Given data »

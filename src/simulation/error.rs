//! Simulation Error Module
//!
//! This module provides the error type returned by the simulation collaborator.
//!
//! # Key Error Types
//!
//! The [`SimulationError`] enum covers the failure points of a forward simulation:
//! - Invalid simulation setups (time span, step size, thresholds)
//! - Initial biomass vectors of the wrong length or with invalid entries
//! - ODE integration errors reported by the solver
//! - Non-finite states produced during integration

use thiserror::Error;

#[derive(Error, Debug)]
pub enum SimulationError {
    #[error("Invalid simulation setup: {0}")]
    InvalidSetup(String),
    #[error("Biomass vector has {found} entries, expected {expected}")]
    BiomassLengthMismatch { expected: usize, found: usize },
    #[error("Invalid biomass {value} for species {species}")]
    InvalidBiomass { species: usize, value: f64 },
    #[error("ODE integration failed: {0}")]
    IntegrationError(String),
    #[error("Non-finite biomass for species {species} at t = {time}")]
    NonFiniteState { species: usize, time: f64 },
    #[error("Simulation produced an empty trajectory")]
    EmptyTrajectory,
}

Action item » Write out every line in the data that holds the string "usize".

Task answer »
    BiomassLengthMismatch { expected: usize, found: usize },
    InvalidBiomass { species: usize, value: f64 },
    NonFiniteState { species: usize, time: f64 },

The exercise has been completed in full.